Ce n'est pas un parti libéral, tout simplement parce qu'il n'y a eu aucun vote de reconnaissance de l'idéologie libérale par ses membres, et parce que notre mouvement regroupe toutes les sensibilités sans aucune discrimination.
Raphaël nous parle souvent des origines philosophiques de l'idéologie libérale, qui étaient porteuses de rêve et d'utopie, et je pense que le rêve et l'utopie ont leur place dans notre parti, à condition de ne pas les utiliser comme une étiquette vidée de sens par les errements de tous ceux qui ont voulu réaliser leur vision particulière du libéralisme.
De même nous nous opposons aux lobbys, en dénonçant leurs pratiques de monopoles défiant la Loi de la concurrence, et trahissant les citoyens en leur proposant une image médiatique de la démocratie qui ne correspond pas à la réalité, bafouant leurs votes ainsi que l'intérêt général pour des intérêts privés à court terme.

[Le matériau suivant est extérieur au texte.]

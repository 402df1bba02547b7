use thiserror::Error;

use hidebox_core_types::CoreError;

#[derive(Debug, Error)]
pub enum StoreError {
    /// Storage backend refused the operation
    #[error("storage backend failure: {0}")]
    Backend(String),

    #[error("serialization failure: {0}")]
    Serialization(#[from] serde_json::Error),

    #[error("io failure: {0}")]
    Io(#[from] std::io::Error),

    /// Import payload rejected before anything was written
    #[error("malformed import: {0}")]
    MalformedImport(String),

    #[error("not found: {0}")]
    NotFound(String),
}

impl StoreError {
    pub fn backend(message: impl Into<String>) -> Self {
        StoreError::Backend(message.into())
    }

    pub fn malformed(message: impl Into<String>) -> Self {
        StoreError::MalformedImport(message.into())
    }

    /// Failures worth retrying later, as opposed to bad input.
    pub fn is_transient(&self) -> bool {
        matches!(self, StoreError::Backend(_) | StoreError::Io(_))
    }
}

impl From<StoreError> for CoreError {
    fn from(value: StoreError) -> Self {
        CoreError::new(value.to_string())
    }
}
use tokio::sync::mpsc;
use tracing::{debug, info};

use crate::events::SessionEvent;

/// Where a session sends user-facing notices and outbound events.
///
/// Both calls are fire-and-forget: a sink that cannot deliver drops the
/// message.
pub trait SessionSink: Send + Sync {
    /// Transient message for the user (toast).
    fn notify(&self, message: &str);

    fn publish(&self, event: SessionEvent);
}

/// Logs everything and delivers nothing.
#[derive(Debug, Default, Clone, Copy)]
pub struct TracingSink;

impl SessionSink for TracingSink {
    fn notify(&self, message: &str) {
        info!(message, "Notification");
    }

    fn publish(&self, event: SessionEvent) {
        debug!(?event, "Session event");
    }
}

#[derive(Debug, Clone, PartialEq)]
pub enum SinkMessage {
    Notice(String),
    Event(SessionEvent),
}

/// Forwards into an unbounded channel drained by the page runtime.
#[derive(Debug, Clone)]
pub struct ChannelSink {
    tx: mpsc::UnboundedSender<SinkMessage>,
}

impl ChannelSink {
    pub fn new() -> (Self, mpsc::UnboundedReceiver<SinkMessage>) {
        let (tx, rx) = mpsc::unbounded_channel();
        (Self { tx }, rx)
    }
}

impl SessionSink for ChannelSink {
    fn notify(&self, message: &str) {
        let _ = self.tx.send(SinkMessage::Notice(message.to_string()));
    }

    fn publish(&self, event: SessionEvent) {
        let _ = self.tx.send(SinkMessage::Event(event));
    }
}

Nous ne sommes donc ni à gauche, ni à droite.
En revanche nous avons en commun avec la gauche et la droite française certaines valeurs républicaines et démocratiques incarnées par "Liberté, égalité, fraternité", la nécessité d'une stabilité de l'Etat, et la poursuite d'un intérêt général qui théoriquement à l'origine de notre système juridique fondait la légitimité de la démocratie représentative.
Il est tentant en partant de ce constat, de prendre un autre système binaire, celui des américains, démocrates/républicains, ou conservateurs/réformistes, pour tenter de définir le parti pirate.

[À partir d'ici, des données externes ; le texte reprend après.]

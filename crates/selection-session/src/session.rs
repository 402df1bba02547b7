//! The selection mode state machine.

use std::sync::Arc;

use tracing::{debug, info, warn};

use hidebox_core_types::markers::{
    INDICATOR_CLASS, INSTRUCTIONS_CLASS, OVERLAY_CLASS, SELECTION_MODE_CLASS, TOOLTIP_CLASS,
};
use hidebox_core_types::{now_millis, Rule};
use hidebox_dom::{BoundingBox, DocumentHandle, NodeId};
use hidebox_element_hider::{is_own_node, ElementHider};
use hidebox_rule_store::RulePersistence;
use hidebox_selector_generator::SelectorGenerator;

use crate::events::{EventDisposition, KeyEvent, PointerEvent, SessionEvent};
use crate::sink::SessionSink;

/// Class added to the overlay while it frames an already picked element.
pub const OVERLAY_SELECTED_CLASS: &str = "selected";

const INDICATOR_TEXT: &str = "Selection mode on";
const INSTRUCTION_LINES: [&str; 5] = [
    "Click to hide and save an element",
    "Shift+Click selects the parent element",
    "Ctrl+Click unselects and deletes the rule",
    "Ctrl+U undoes the last pick",
    "Esc exits at any time",
];

#[derive(Debug, Clone, Copy, PartialEq, Eq)]
pub enum SessionState {
    Idle,
    Active,
}

/// Page-side collaborators a session acts on.
pub struct PageContext<'a> {
    pub doc: &'a mut dyn DocumentHandle,
    pub hider: &'a mut ElementHider,
}

impl<'a> PageContext<'a> {
    pub fn new(doc: &'a mut dyn DocumentHandle, hider: &'a mut ElementHider) -> Self {
        Self { doc, hider }
    }
}

/// A pick that can still be undone.
#[derive(Debug, Clone, PartialEq)]
pub struct Pick {
    pub rule: Rule,
    pub element: NodeId,
    /// This pick wrote the stored rule, so undoing it may delete it.
    pub persisted: bool,
    /// The hider already applied the selector before the pick.
    pub previously_applied: bool,
}

/// Nodes of the selection UI, present only while active.
#[derive(Debug, Clone, Copy)]
struct SelectionChrome {
    overlay: NodeId,
    tooltip: NodeId,
    indicator: NodeId,
    instructions: NodeId,
}

impl SelectionChrome {
    fn nodes(&self) -> [NodeId; 4] {
        [self.overlay, self.tooltip, self.indicator, self.instructions]
    }
}

/// What the overlay currently frames.
#[derive(Debug, Clone, Copy, PartialEq)]
pub struct Highlight {
    pub target: NodeId,
    pub rect: BoundingBox,
    pub selected: bool,
    /// Tooltip anchor in page coordinates.
    pub tooltip_at: (f64, f64),
}

pub struct SelectionSession {
    domain: String,
    state: SessionState,
    generator: SelectorGenerator,
    persistence: Arc<dyn RulePersistence>,
    sink: Arc<dyn SessionSink>,
    chrome: Option<SelectionChrome>,
    selected: Vec<NodeId>,
    picks: Vec<Pick>,
    highlight: Option<Highlight>,
}

impl SelectionSession {
    pub fn new(
        domain: impl Into<String>,
        persistence: Arc<dyn RulePersistence>,
        sink: Arc<dyn SessionSink>,
    ) -> Self {
        Self::with_generator(domain, SelectorGenerator::new(), persistence, sink)
    }

    pub fn with_generator(
        domain: impl Into<String>,
        generator: SelectorGenerator,
        persistence: Arc<dyn RulePersistence>,
        sink: Arc<dyn SessionSink>,
    ) -> Self {
        Self {
            domain: domain.into(),
            state: SessionState::Idle,
            generator,
            persistence,
            sink,
            chrome: None,
            selected: Vec::new(),
            picks: Vec::new(),
            highlight: None,
        }
    }

    pub fn domain(&self) -> &str {
        &self.domain
    }

    pub fn state(&self) -> SessionState {
        self.state
    }

    pub fn is_active(&self) -> bool {
        self.state == SessionState::Active
    }

    /// Undo stack, oldest first.
    pub fn picks(&self) -> &[Pick] {
        &self.picks
    }

    pub fn is_selected(&self, element: NodeId) -> bool {
        self.selected.contains(&element)
    }

    pub fn highlight(&self) -> Option<&Highlight> {
        self.highlight.as_ref()
    }

    pub fn overlay(&self) -> Option<NodeId> {
        self.chrome.map(|chrome| chrome.overlay)
    }

    pub fn tooltip(&self) -> Option<NodeId> {
        self.chrome.map(|chrome| chrome.tooltip)
    }

    /// Switch mode; `None` flips the current state. Returns the new mode.
    pub fn toggle(&mut self, ctx: &mut PageContext<'_>, enabled: Option<bool>) -> bool {
        let enable = enabled.unwrap_or(!self.is_active());
        if enable {
            self.start(ctx);
        } else {
            self.stop(ctx);
        }
        // reported even when the mode did not change
        self.sink.publish(SessionEvent::SelectionModeChanged { enabled: enable });
        enable
    }

    fn start(&mut self, ctx: &mut PageContext<'_>) {
        self.state = SessionState::Active;
        if self.chrome.is_some() {
            return;
        }
        let Some(body) = ctx.doc.body() else {
            warn!("Document has no body, selection UI not shown");
            return;
        };

        let overlay = create_chrome_node(ctx.doc, body, OVERLAY_CLASS, None);
        ctx.doc.set_inline_display(overlay, Some("none"));
        let tooltip = create_chrome_node(ctx.doc, body, TOOLTIP_CLASS, None);
        ctx.doc.set_inline_display(tooltip, Some("none"));
        let indicator = create_chrome_node(ctx.doc, body, INDICATOR_CLASS, Some(INDICATOR_TEXT));
        let instructions = create_chrome_node(
            ctx.doc,
            body,
            INSTRUCTIONS_CLASS,
            Some(&INSTRUCTION_LINES.join("\n")),
        );
        self.chrome = Some(SelectionChrome {
            overlay,
            tooltip,
            indicator,
            instructions,
        });

        ctx.doc.add_class(body, SELECTION_MODE_CLASS);
        ctx.doc.set_attribute(body, "tabindex", "-1");
        info!(domain = %self.domain, "Selection mode started");
    }

    fn stop(&mut self, ctx: &mut PageContext<'_>) {
        let was_active = self.is_active();
        self.state = SessionState::Idle;
        if let Some(chrome) = self.chrome.take() {
            for node in chrome.nodes() {
                ctx.doc.remove_node(node);
            }
        }
        if let Some(body) = ctx.doc.body() {
            ctx.doc.remove_class(body, SELECTION_MODE_CLASS);
            ctx.doc.remove_attribute(body, "tabindex");
        }
        self.clear_transient();
        if was_active {
            info!(domain = %self.domain, "Selection mode stopped");
        }
    }

    /// Forget the undo stack and selection set. Committed rules stay.
    pub fn clear_transient(&mut self) {
        self.selected.clear();
        self.picks.clear();
        self.highlight = None;
    }

    pub fn pointer_move(&mut self, ctx: &mut PageContext<'_>, event: &PointerEvent) -> EventDisposition {
        if !self.is_active() {
            return EventDisposition::Ignored;
        }
        let target = event.target;
        if !ctx.doc.is_element(target) || is_own_node(&*ctx.doc, target) {
            return EventDisposition::Ignored;
        }

        let rect = ctx.doc.bounding_box(target);
        let selected = self.is_selected(target);
        if let Some(chrome) = self.chrome {
            ctx.doc.set_inline_display(chrome.overlay, Some("block"));
            if selected {
                ctx.doc.add_class(chrome.overlay, OVERLAY_SELECTED_CLASS);
            } else {
                ctx.doc.remove_class(chrome.overlay, OVERLAY_SELECTED_CLASS);
            }

            let description = self.generator.describe(&*ctx.doc, target);
            ctx.doc
                .set_text_content(chrome.tooltip, &description.tooltip_lines().join("\n"));
            ctx.doc.set_inline_display(chrome.tooltip, Some("block"));
        }
        self.highlight = Some(Highlight {
            target,
            rect,
            selected,
            tooltip_at: (event.x, event.y),
        });
        EventDisposition::Ignored
    }

    pub async fn click(&mut self, ctx: &mut PageContext<'_>, event: &PointerEvent) -> EventDisposition {
        if !self.is_active() {
            return EventDisposition::Ignored;
        }
        let target = event.target;
        if !ctx.doc.is_element(target) || is_own_node(&*ctx.doc, target) {
            return EventDisposition::Consumed;
        }

        if event.modifiers.shift {
            self.select_parent(ctx, target).await;
        } else if event.modifiers.is_command() {
            self.unselect(ctx, target).await;
        } else {
            self.select(ctx, target).await;
        }
        EventDisposition::Consumed
    }

    pub async fn key_down(&mut self, ctx: &mut PageContext<'_>, event: &KeyEvent) -> EventDisposition {
        if !self.is_active() {
            return EventDisposition::Ignored;
        }
        match event.key.as_str() {
            "Escape" => {
                self.toggle(ctx, Some(false));
                self.sink.notify("Selection mode off");
                EventDisposition::Consumed
            }
            "u" | "U" if event.modifiers.is_command() => {
                self.undo(ctx).await;
                EventDisposition::Consumed
            }
            "Enter" => {
                self.commit(ctx);
                EventDisposition::Consumed
            }
            _ => EventDisposition::Ignored,
        }
    }

    /// Keep every pick and leave selection mode.
    pub fn commit(&mut self, ctx: &mut PageContext<'_>) {
        debug!(picks = self.picks.len(), "Committing selection");
        self.clear_transient();
        self.toggle(ctx, Some(false));
    }

    /// Hide `element` under a freshly generated rule and persist it.
    pub async fn select(&mut self, ctx: &mut PageContext<'_>, element: NodeId) -> Option<Rule> {
        if self.is_selected(element) {
            return None;
        }

        let generated = self.generator.generate(&*ctx.doc, element);
        let note = self.generator.describe(&*ctx.doc, element).note();
        let Some(rule) = generated.to_rule(note, now_millis()) else {
            warn!(element = element.index(), "Could not generate selector for element");
            return None;
        };

        let previously_applied = ctx.hider.has_rule(&rule.selector);
        if let Err(err) = ctx.hider.add_rule(ctx.doc, &rule) {
            warn!(selector = %rule.selector, error = %err, "Generated rule was not applied");
            return None;
        }
        self.selected.push(element);

        let persisted = match self.persistence.persist_rule(&self.domain, &rule).await {
            Ok(true) => {
                debug!(selector = %rule.selector, "Rule saved");
                true
            }
            Ok(false) => {
                debug!(selector = %rule.selector, "Rule already stored");
                false
            }
            Err(err) => {
                warn!(selector = %rule.selector, error = %err, "Failed to save rule");
                self.sink.notify("Failed to save rule");
                false
            }
        };
        self.picks.push(Pick {
            rule: rule.clone(),
            element,
            persisted,
            previously_applied,
        });

        self.sink.publish(SessionEvent::ElementSelected { rule: rule.clone() });
        info!(selector = %rule.selector, confidence = rule.confidence, "Selected element");
        self.sink.notify(&format!("Hidden and saved: {}", rule.note));
        Some(rule)
    }

    /// Select the parent of `element` unless that would be the body or root.
    pub async fn select_parent(&mut self, ctx: &mut PageContext<'_>, element: NodeId) -> Option<Rule> {
        let parent = ctx.doc.parent_element(element)?;
        if Some(parent) == ctx.doc.body() || parent == ctx.doc.document_element() {
            return None;
        }
        self.select(ctx, parent).await
    }

    /// Drop the pick made on `element`, deleting its stored rule.
    pub async fn unselect(&mut self, ctx: &mut PageContext<'_>, element: NodeId) -> bool {
        if !self.is_selected(element) {
            return false;
        }
        let pick = self
            .picks
            .iter()
            .position(|pick| pick.element == element)
            .map(|index| self.picks.remove(index));
        self.selected.retain(|node| *node != element);

        let selector = match pick {
            Some(pick) => {
                self.forget(ctx, &pick).await;
                Some(pick.rule.selector)
            }
            None => None,
        };
        self.sink.publish(SessionEvent::ElementUnselected { selector });
        info!(element = element.index(), "Unselected element");
        self.sink.notify("Selection removed and rule deleted");
        true
    }

    /// Revert the most recent pick.
    pub async fn undo(&mut self, ctx: &mut PageContext<'_>) -> Option<Rule> {
        let pick = self.picks.pop()?;
        self.selected.retain(|node| *node != pick.element);
        self.forget(ctx, &pick).await;

        self.sink.publish(SessionEvent::ElementUnselected {
            selector: Some(pick.rule.selector.clone()),
        });
        info!(selector = %pick.rule.selector, "Undid last selection");
        self.sink.notify("Last selection undone");
        Some(pick.rule)
    }

    /// Revert what `pick` did. Rules stored before the pick stay stored.
    async fn forget(&self, ctx: &mut PageContext<'_>, pick: &Pick) {
        let selector = pick.rule.selector.as_str();
        if pick.persisted {
            if let Err(err) = self.persistence.forget_rule(&self.domain, selector).await {
                warn!(selector, error = %err, "Failed to delete rule");
                self.sink.notify("Failed to delete rule");
            }
        } else {
            debug!(selector, "Keeping rule stored before this pick");
        }
        if !pick.previously_applied {
            ctx.hider.remove_rule(ctx.doc, selector);
        }
    }
}

fn create_chrome_node(
    doc: &mut dyn DocumentHandle,
    body: NodeId,
    class: &str,
    text: Option<&str>,
) -> NodeId {
    let node = doc.create_element("div");
    doc.add_class(node, class);
    if let Some(text) = text {
        doc.set_text_content(node, text);
    }
    if let Err(err) = doc.append_child(body, node) {
        warn!(class, error = %err, "Failed to insert selection UI");
    }
    node
}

Mais nous sommes autant démocrates que républicains, dans le sens où nous portons les valeurs de la démocratie et de la République, qui nous ont été transmises par notre culture, notre Histoire, notre éducation. Nous demandons à la société et à l'Etat de ne pas trop règlementer Internet, qui est un espace d'innovation et de création et ne peut pas se soumettre à des logiques conformistes et rétrogrades.
Nous sommes conservateurs, car il nous semble que le monopole du consortium des maisons de productions culturelles met en danger les petits labels et les artistes indépendants, et par là toute la richesse de notre création, réduite à un petit millier d'artistes "officiels" qui ne peuvent pas incarner ni préserver notre culture. La réduction des catalogues des majors est un exemple d'atteinte du système du droit d'auteur à l'intégrité de notre diversité culturelle, qui est inscrite au patrimoine de l'humanité par la déclaration universelle de l'Unesco sur la diversité culturelle. Nous souhaitons conserver et valoriser le domaine culturel public, qui seul permet la transmission à tous de notre patrimoine culturel.
Nous sommes démocrates et réformateurs, car notre démarche politique est ouverte et appelle la participation de tous les citoyens qui ont envie de poser leur pierre à l'édifice. Pour la première fois en France depuis bien longtemps, les citoyens ont la possibilité de voter pour des idées neuves et même participer à construire ces idées. Ils ont la possibilité de s'approprier la vie politique, de se présenter s'ils le souhaitent, sans discrimination sociale ou idéologique, sans corruption par des lobbys. C'est ce qu'on appelle faire de la politique autrement, n'en déplaise aux grincheux.
La mise à plat du droit d'auteur et des brevets, et leur réforme, sont d'après nous nécessaires pour adapter la société et le système juridique qui l'organise à l'évolution de la société de l'information, où l'information, l'accès aux cultures et aux sciences sont un droit fondamental.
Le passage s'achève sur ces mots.